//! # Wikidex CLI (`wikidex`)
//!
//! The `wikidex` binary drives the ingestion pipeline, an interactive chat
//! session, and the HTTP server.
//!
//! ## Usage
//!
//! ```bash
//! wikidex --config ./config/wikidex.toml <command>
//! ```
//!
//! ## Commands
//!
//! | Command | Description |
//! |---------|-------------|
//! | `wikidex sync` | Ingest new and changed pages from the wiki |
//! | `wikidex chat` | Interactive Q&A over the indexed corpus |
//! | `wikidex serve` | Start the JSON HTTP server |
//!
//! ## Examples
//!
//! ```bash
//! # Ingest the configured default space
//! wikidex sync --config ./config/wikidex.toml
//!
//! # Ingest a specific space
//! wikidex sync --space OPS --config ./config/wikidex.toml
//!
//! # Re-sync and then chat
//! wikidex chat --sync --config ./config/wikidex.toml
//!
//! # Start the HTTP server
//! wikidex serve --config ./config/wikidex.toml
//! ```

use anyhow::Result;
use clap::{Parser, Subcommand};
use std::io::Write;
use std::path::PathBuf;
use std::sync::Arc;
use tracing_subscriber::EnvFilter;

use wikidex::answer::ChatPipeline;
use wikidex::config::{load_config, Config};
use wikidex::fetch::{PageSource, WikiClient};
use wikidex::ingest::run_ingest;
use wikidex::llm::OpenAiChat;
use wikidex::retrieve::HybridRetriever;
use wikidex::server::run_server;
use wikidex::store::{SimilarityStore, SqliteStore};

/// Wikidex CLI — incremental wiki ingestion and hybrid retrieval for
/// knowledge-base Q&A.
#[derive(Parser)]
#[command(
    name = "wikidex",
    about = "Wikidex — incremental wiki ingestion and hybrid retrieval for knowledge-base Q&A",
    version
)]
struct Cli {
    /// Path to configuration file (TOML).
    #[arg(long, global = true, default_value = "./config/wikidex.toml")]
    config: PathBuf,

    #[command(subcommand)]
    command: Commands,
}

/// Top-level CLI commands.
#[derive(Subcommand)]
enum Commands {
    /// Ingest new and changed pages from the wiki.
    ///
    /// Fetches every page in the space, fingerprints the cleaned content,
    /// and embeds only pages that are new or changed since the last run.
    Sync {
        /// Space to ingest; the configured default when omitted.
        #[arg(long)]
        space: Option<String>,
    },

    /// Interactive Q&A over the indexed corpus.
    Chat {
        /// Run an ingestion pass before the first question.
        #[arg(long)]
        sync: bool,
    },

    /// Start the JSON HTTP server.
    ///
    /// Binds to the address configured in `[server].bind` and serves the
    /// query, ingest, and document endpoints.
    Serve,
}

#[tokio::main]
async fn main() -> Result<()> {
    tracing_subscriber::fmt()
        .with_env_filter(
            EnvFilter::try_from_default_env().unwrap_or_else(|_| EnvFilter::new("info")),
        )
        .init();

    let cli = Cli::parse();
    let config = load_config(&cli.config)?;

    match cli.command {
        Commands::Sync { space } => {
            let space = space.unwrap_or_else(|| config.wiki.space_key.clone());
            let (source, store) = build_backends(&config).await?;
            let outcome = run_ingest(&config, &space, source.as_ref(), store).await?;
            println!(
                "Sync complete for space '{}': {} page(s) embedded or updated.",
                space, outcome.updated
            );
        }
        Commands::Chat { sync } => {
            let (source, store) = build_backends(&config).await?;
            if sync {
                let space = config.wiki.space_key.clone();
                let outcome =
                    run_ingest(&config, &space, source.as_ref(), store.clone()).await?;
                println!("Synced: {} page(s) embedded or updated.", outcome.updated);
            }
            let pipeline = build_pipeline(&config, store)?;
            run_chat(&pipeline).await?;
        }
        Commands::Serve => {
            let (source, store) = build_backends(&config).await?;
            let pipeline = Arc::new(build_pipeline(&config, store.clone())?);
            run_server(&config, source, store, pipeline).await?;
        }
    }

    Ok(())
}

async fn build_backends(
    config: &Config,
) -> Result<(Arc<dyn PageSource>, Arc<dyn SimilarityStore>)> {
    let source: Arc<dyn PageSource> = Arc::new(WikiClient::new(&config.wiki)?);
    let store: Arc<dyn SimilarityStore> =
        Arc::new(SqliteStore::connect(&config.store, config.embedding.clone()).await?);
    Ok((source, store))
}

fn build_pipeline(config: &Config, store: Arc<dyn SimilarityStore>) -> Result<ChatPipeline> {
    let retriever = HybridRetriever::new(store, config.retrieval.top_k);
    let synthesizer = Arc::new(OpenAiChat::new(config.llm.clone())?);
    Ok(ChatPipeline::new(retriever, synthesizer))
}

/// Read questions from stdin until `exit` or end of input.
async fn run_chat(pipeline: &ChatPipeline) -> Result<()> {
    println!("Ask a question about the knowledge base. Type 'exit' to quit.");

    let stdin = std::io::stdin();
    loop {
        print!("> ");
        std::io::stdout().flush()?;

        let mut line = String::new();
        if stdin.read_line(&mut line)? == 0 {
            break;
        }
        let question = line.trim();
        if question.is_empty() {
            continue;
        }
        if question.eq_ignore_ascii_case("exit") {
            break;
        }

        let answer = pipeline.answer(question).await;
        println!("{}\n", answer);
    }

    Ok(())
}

==

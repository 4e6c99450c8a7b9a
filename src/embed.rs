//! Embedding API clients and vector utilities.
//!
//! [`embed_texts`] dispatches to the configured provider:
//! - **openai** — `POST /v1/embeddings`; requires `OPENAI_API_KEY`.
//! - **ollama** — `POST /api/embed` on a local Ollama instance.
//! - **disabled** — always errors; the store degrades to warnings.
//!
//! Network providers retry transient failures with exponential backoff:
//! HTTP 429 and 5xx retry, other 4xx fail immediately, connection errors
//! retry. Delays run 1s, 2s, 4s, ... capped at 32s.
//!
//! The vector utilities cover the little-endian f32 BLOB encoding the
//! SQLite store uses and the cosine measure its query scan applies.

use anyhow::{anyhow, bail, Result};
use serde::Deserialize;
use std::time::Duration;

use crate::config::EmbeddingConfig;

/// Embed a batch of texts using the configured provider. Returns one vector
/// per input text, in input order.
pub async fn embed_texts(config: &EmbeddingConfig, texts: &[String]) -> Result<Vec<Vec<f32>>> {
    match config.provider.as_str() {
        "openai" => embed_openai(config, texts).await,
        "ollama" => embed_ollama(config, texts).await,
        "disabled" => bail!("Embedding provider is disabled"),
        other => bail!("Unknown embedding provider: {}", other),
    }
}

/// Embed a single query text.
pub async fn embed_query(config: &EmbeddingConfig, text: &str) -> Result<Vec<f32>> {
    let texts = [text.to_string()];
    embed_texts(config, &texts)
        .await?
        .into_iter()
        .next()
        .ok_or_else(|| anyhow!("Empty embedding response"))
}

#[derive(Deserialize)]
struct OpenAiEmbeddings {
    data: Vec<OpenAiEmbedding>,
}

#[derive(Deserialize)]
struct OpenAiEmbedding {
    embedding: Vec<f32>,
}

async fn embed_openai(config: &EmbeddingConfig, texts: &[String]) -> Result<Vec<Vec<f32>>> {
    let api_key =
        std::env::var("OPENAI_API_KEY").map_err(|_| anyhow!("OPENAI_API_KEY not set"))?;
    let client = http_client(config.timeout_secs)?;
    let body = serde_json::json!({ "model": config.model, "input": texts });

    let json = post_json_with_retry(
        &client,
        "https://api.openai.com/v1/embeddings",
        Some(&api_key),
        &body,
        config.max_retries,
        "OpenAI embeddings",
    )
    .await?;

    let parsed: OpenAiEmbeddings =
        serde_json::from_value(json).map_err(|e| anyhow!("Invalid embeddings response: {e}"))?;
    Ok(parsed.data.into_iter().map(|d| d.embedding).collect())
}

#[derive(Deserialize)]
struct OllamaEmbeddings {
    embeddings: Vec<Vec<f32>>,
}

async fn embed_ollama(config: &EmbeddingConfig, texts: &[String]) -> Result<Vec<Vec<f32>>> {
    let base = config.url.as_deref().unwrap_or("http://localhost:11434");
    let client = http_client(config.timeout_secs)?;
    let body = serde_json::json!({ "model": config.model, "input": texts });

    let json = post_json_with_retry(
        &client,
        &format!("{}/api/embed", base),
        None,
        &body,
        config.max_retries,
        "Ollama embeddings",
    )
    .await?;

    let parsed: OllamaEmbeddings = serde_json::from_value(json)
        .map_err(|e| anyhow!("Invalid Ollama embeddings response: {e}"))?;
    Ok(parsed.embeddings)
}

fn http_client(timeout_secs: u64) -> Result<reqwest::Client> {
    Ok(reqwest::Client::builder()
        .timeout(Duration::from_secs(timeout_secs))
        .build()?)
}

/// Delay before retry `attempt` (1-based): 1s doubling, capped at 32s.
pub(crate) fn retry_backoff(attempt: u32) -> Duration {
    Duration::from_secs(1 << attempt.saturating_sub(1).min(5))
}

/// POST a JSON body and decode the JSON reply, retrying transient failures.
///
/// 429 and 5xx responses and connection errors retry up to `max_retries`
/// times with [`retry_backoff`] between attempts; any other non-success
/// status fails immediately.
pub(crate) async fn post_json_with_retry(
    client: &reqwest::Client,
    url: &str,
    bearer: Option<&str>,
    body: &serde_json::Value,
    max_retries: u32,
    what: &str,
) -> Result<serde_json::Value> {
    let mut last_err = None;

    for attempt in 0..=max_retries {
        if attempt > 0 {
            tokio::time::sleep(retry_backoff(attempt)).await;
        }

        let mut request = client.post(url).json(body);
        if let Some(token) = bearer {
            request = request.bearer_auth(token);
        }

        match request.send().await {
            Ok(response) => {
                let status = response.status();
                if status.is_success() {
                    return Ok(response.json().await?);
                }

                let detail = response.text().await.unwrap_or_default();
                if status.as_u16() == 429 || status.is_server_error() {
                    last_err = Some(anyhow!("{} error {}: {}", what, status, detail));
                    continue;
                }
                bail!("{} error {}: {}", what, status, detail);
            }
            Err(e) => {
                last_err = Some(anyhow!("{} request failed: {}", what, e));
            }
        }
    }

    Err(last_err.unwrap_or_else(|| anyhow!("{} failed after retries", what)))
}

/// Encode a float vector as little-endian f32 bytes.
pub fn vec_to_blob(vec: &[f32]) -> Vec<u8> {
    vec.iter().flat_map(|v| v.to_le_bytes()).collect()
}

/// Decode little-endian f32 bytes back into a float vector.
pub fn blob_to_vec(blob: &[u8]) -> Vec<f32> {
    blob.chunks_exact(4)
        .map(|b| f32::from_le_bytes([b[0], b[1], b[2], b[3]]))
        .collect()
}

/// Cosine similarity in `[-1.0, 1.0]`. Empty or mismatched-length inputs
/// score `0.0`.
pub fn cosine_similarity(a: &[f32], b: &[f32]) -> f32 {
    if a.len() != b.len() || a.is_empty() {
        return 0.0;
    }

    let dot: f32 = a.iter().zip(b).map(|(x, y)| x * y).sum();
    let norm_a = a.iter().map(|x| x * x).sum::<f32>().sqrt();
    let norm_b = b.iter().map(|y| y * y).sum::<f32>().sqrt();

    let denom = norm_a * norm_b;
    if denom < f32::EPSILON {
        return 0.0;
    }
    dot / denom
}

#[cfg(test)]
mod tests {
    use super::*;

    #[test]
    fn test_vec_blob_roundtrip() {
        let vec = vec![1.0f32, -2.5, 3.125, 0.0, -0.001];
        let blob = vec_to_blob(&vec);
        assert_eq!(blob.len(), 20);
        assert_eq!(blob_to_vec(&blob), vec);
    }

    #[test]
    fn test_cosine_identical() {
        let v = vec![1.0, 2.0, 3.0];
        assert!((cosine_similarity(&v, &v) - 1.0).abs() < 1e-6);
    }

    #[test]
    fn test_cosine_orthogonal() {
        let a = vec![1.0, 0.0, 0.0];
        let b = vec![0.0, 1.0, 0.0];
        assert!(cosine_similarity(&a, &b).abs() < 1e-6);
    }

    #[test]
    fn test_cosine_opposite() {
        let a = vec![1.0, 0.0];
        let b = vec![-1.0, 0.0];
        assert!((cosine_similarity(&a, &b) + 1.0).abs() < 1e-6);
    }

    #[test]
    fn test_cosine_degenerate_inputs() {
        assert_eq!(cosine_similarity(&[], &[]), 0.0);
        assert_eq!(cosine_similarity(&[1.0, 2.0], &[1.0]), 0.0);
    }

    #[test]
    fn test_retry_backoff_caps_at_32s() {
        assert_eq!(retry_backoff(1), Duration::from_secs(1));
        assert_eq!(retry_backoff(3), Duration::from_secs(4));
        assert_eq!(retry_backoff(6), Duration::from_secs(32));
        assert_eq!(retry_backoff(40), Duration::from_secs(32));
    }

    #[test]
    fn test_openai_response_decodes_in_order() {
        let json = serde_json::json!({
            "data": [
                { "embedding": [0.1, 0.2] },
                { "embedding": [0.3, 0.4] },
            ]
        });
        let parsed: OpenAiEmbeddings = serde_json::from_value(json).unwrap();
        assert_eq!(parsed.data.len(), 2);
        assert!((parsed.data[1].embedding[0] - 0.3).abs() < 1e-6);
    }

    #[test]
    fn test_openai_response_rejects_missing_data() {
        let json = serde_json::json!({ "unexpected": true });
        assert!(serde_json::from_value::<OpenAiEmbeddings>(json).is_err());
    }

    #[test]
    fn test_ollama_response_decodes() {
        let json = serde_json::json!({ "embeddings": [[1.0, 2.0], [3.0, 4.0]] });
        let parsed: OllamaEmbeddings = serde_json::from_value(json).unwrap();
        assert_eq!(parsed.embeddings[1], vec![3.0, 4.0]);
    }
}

> [What is expected]: Once the line with "use super::*;" is found in the records above, print exactly that line and every line after it through the line with "let a = vec![1.0, 0.0, 0.0];".

> [Task response]:
    use super::*;

    #[test]
    fn test_vec_blob_roundtrip() {
        let vec = vec![1.0f32, -2.5, 3.125, 0.0, -0.001];
        let blob = vec_to_blob(&vec);
        assert_eq!(blob.len(), 20);
        assert_eq!(blob_to_vec(&blob), vec);
    }

    #[test]
    fn test_cosine_identical() {
        let v = vec![1.0, 2.0, 3.0];
        assert!((cosine_similarity(&v, &v) - 1.0).abs() < 1e-6);
    }

    #[test]
    fn test_cosine_orthogonal() {
        let a = vec![1.0, 0.0, 0.0];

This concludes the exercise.